В качестве увертюры была выбрана утонченно-изысканная оркестровая прелюдия Николая Черепнина "Принцесса Греза" по мотивам пьесы Эдмона Ростана, созданная в 1896 году, в преддверии ХХ века. Тогда на фоне тревожных ожиданий будущего ("заката Европы", конца света) романтический сюжет, навеянный легендой о любви трубадура Жофруа Рюделя к прекрасной принцессе Мелисанде, ради которой он пересекал море и умирал на ее глазах, неожиданно обрел в России невероятную популярность, стал одним из мотивов искусства модерна, тиражировавшего "Грезу" во всех форматах - от почтовых конвертов до знаменитого панно Михаила Врубеля на фасаде "Метрополя".
В трактовке Рудина воздушная оркестровая ткань прелюдии звучала как размышление, меланхолическое воспоминание, с протяжными, глубокими струнными, всплесками арф, с набегающими "морскими волнами" и драматическими вторжениями труб и валторн. В финале звук оркестра рассеивался, словно мираж в воздухе, как нечто прекрасное, приоткрывшееся на мгновение и исчезнувшее навсегда. В следующем сочинении программы - Виолончельном концерте Николая Мясковского, написанном во время войны, в 1945 году, тема утраченной красоты обрела уже элегические контуры. Рудин в концерте солировал и дирижировал одновременно. Сумрачный тон оркестра и фирменный "рудинский" звук - глубокий, объемный, постепенно развернулись в живую, волнующую музыкальную ткань, где пронзительный монолог виолончели вплетался во все более напряженно и трагично звучавшую картину, навеянную в партитуре реальным переживанием войны.

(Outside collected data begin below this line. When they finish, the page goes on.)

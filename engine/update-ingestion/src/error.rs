//! Error types for update ingestion

use thiserror::Error;

/// Result type for session lifecycle operations
pub type SessionResult<T> = Result<T, SessionError>;

/// Misuse of the session lifecycle
#[derive(Error, Debug)]
pub enum SessionError {
    #[error("Session already configured: {0} was set before")]
    AlreadyConfigured(&'static str),

    #[error("Session is missing configuration: {0}")]
    MissingConfiguration(&'static str),

    #[error("Session already started")]
    AlreadyStarted,

    #[error("Session is not running")]
    NotRunning,

    #[error("No tokio runtime available to start the session")]
    NoRuntime,

    #[error("Invalid configuration: {0}")]
    InvalidConfig(String),

    #[error("Failed to build update source: {0}")]
    Source(#[from] PollError),
}

/// Failure of a single poll; the session backs off and retries
#[derive(Error, Debug)]
pub enum PollError {
    #[error("Transport error: {0}")]
    Transport(#[source] reqwest::Error),

    #[error("API error (status {status:?}): {description}")]
    Api {
        status: Option<u16>,
        description: String,
    },

    #[error("Failed to decode response: {0}")]
    Decode(#[from] serde_json::Error),
}

impl PollError {
    pub fn api_status(status: u16, description: impl Into<String>) -> Self {
        PollError::Api {
            status: Some(status),
            description: description.into(),
        }
    }
}

impl From<reqwest::Error> for PollError {
    fn from(err: reqwest::Error) -> Self {
        // The request URL carries the bot token.
        PollError::Transport(err.without_url())
    }
}

#[cfg(test)]
mod tests {
    use super::*;

    #[test]
    fn test_error_messages() {
        assert_eq!(
            SessionError::AlreadyConfigured("token").to_string(),
            "Session already configured: token was set before"
        );
        assert_eq!(
            PollError::api_status(401, "Unauthorized").to_string(),
            "API error (status Some(401)): Unauthorized"
        );
    }
}
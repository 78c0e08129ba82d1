//! Event types carried by the bus

use std::any::{Any, TypeId};
use std::fmt;
use std::sync::Arc;
use std::time::Instant;

/// Result returned by subscriber handlers
pub type HandlerResult = anyhow::Result<()>;

/// A named group of event types
///
/// Stands in for a supertype: an event type lists the categories it belongs to,
/// and a category subscriber receives every event of every member type.
#[derive(Debug, Clone, Copy, PartialEq, Eq, Hash, PartialOrd, Ord)]
pub struct Category(&'static str);

impl Category {
    pub const fn new(name: &'static str) -> Self {
        Self(name)
    }

    pub fn name(&self) -> &'static str {
        self.0
    }
}

impl fmt::Display for Category {
    fn fmt(&self, f: &mut fmt::Formatter<'_>) -> fmt::Result {
        f.write_str(self.0)
    }
}

/// Marker for types that can be published on the bus
///
/// ```
/// use event_bus::{Category, Event};
///
/// const INBOUND: Category = Category::new("inbound");
///
/// struct MessageReceived {
///     chat_id: i64,
/// }
///
/// impl Event for MessageReceived {
///     const CATEGORIES: &'static [Category] = &[INBOUND];
/// }
/// ```
pub trait Event: Any + Send + Sync + 'static {
    /// Categories this event type belongs to
    const CATEGORIES: &'static [Category] = &[];
}

/// Subscription target
#[derive(Debug, Clone, Copy, PartialEq, Eq, Hash)]
pub(crate) enum Topic {
    Type(TypeId),
    Category(Category),
    All,
}

/// A published event with its type information erased
///
/// Handlers subscribed by category or to all events receive the envelope and
/// recover the concrete event with [`EventEnvelope::downcast_ref`].
#[derive(Clone)]
pub struct EventEnvelope {
    type_id: TypeId,
    type_name: &'static str,
    categories: &'static [Category],
    payload: Arc<dyn Any + Send + Sync>,
    published_at: Instant,
}

impl EventEnvelope {
    pub fn new<E: Event>(event: E) -> Self {
        Self {
            type_id: TypeId::of::<E>(),
            type_name: std::any::type_name::<E>(),
            categories: E::CATEGORIES,
            payload: Arc::new(event),
            published_at: Instant::now(),
        }
    }

    pub fn downcast_ref<E: Event>(&self) -> Option<&E> {
        self.payload.as_ref().downcast_ref::<E>()
    }

    pub fn is<E: Event>(&self) -> bool {
        self.type_id == TypeId::of::<E>()
    }

    pub fn type_name(&self) -> &'static str {
        self.type_name
    }

    pub fn categories(&self) -> &'static [Category] {
        self.categories
    }

    pub fn has_category(&self, category: Category) -> bool {
        self.categories.contains(&category)
    }

    pub fn published_at(&self) -> Instant {
        self.published_at
    }

    /// Topics this envelope is delivered to, in dispatch order, without duplicates
    pub(crate) fn topics(&self) -> Vec<Topic> {
        let mut topics = Vec::with_capacity(self.categories.len() + 2);
        topics.push(Topic::Type(self.type_id));
        for (i, category) in self.categories.iter().enumerate() {
            if !self.categories[..i].contains(category) {
                topics.push(Topic::Category(*category));
            }
        }
        topics.push(Topic::All);
        topics
    }
}

impl fmt::Debug for EventEnvelope {
    fn fmt(&self, f: &mut fmt::Formatter<'_>) -> fmt::Result {
        f.debug_struct("EventEnvelope")
            .field("type_name", &self.type_name)
            .field("categories", &self.categories)
            .finish_non_exhaustive()
    }
}

#[cfg(test)]
mod tests {
    use super::*;

    const INBOUND: Category = Category::new("inbound");
    const AUDIT: Category = Category::new("audit");

    #[derive(Debug, PartialEq)]
    struct Ping(u32);
    impl Event for Ping {}

    struct Tagged;
    impl Event for Tagged {
        const CATEGORIES: &'static [Category] = &[INBOUND, AUDIT, INBOUND];
    }

    #[test]
    fn test_downcast() {
        let envelope = EventEnvelope::new(Ping(7));
        assert!(envelope.is::<Ping>());
        assert!(!envelope.is::<Tagged>());
        assert_eq!(envelope.downcast_ref::<Ping>(), Some(&Ping(7)));
        assert!(envelope.downcast_ref::<Tagged>().is_none());
    }

    #[test]
    fn test_topics_without_categories() {
        let envelope = EventEnvelope::new(Ping(1));
        assert_eq!(
            envelope.topics(),
            vec![Topic::Type(TypeId::of::<Ping>()), Topic::All]
        );
    }

    #[test]
    fn test_topics_deduplicate_categories() {
        let envelope = EventEnvelope::new(Tagged);
        assert!(envelope.has_category(AUDIT));
        assert_eq!(
            envelope.topics(),
            vec![
                Topic::Type(TypeId::of::<Tagged>()),
                Topic::Category(INBOUND),
                Topic::Category(AUDIT),
                Topic::All,
            ]
        );
    }
}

В программу РНО была включена и другая партитура, связанная с событиям Второй мировой войны - Симфония в трех частях Игоря Стравинского (1946). Но между этими "военными" сочинениями Рудин изящно вставил оркестровую сюиту "Восемь русских народных песен" Анатолия Лядова - лирический оммаж русской классике, фольклору, традиции. Эти изобретательно оркестрованные миниатюры были исполнены РНО с какой-то чарующей интонацией "детской простоты" и тонкой искусности в имитации многочисленных лядовских эффектов - струнного жужжанья летящего комара или "тренькающей" балалайки, птичьего "щебета" деревянных или танцевального ритма "вприсядку".
Завершавшая программу Симфония в трех частях Стравинского обрушила в совершенно другую, остро актуальную реальность. Резкие, угловатые звучания оркестра, тревожность, взрывные аккорды и вторгающийся "механический" звук рояля, нарастающие крещендо и топчущие ритмы родом из смертоносного ритуала "Весны священной", наконец гротеск в третьей части с ее квадратным воинственным ритмом марша - каждый звук этого исполнения обжигал энергией, созвучной сегодняшнему дню.